**Dataset excerpts:**
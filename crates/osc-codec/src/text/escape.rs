//! Backslash escaping for quoted strings, symbols and chars

use crate::{Error, Result};

/// Escape control characters, quotes, backslashes and U+007F..=U+00FF
pub fn escape(s: &str) -> String {
    let mut out = String::with_capacity(s.len());

    for c in s.chars() {
        match c {
            '\0' => out.push_str("\\0"),
            '\u{07}' => out.push_str("\\a"),
            '\u{08}' => out.push_str("\\b"),
            '\u{0C}' => out.push_str("\\f"),
            '\n' => out.push_str("\\n"),
            '\r' => out.push_str("\\r"),
            '\t' => out.push_str("\\t"),
            '\u{0B}' => out.push_str("\\v"),
            '"' => out.push_str("\\\""),
            '\\' => out.push_str("\\\\"),
            c if c < ' ' || ('\u{7F}'..='\u{FF}').contains(&c) => {
                out.push_str(&format!("\\x{:02X}", c as u32));
            }
            c => out.push(c),
        }
    }

    out
}

/// Whether every escape sequence in `s` is well formed
pub fn is_valid_escape(s: &str) -> bool {
    unescape(s).is_ok()
}

/// Reverse of [`escape`]; `\xHH` yields the character U+00HH
pub fn unescape(s: &str) -> Result<String> {
    let mut out = String::with_capacity(s.len());
    let mut chars = s.char_indices();

    while let Some((index, c)) = chars.next() {
        if c != '\\' {
            out.push(c);
            continue;
        }

        let (_, code) = chars.next().ok_or_else(|| {
            Error::InvalidValue(format!("invalid escape sequence at char {}", index))
        })?;

        let unescaped = match code.to_ascii_lowercase() {
            '0' => '\0',
            'a' => '\u{07}',
            'b' => '\u{08}',
            'f' => '\u{0C}',
            'n' => '\n',
            'r' => '\r',
            't' => '\t',
            'v' => '\u{0B}',
            '"' => '"',
            '\'' => '\'',
            '\\' => '\\',
            'x' => {
                let high = hex_digit(chars.next(), s.len())?;
                let low = hex_digit(chars.next(), s.len())?;
                char::from((high << 4) | low)
            }
            _ => {
                return Err(Error::InvalidValue(format!(
                    "invalid escape sequence at char {}",
                    index
                )))
            }
        };

        out.push(unescaped);
    }

    Ok(out)
}

fn hex_digit(next: Option<(usize, char)>, len: usize) -> Result<u8> {
    match next {
        Some((index, c)) => c.to_digit(16).map(|d| d as u8).ok_or_else(|| {
            Error::InvalidValue(format!(
                "invalid escape sequence at char {}, \"{}\" is not a valid hex digit",
                index, c
            ))
        }),
        None => Err(Error::InvalidValue(format!(
            "invalid escape sequence at char {}, missing hex value",
            len.saturating_sub(1)
        ))),
    }
}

**Task to carry out:**
Take every line from the records above that has the word "match" and copy it.

**Response below:**
        match c {
        let unescaped = match code.to_ascii_lowercase() {
    match next {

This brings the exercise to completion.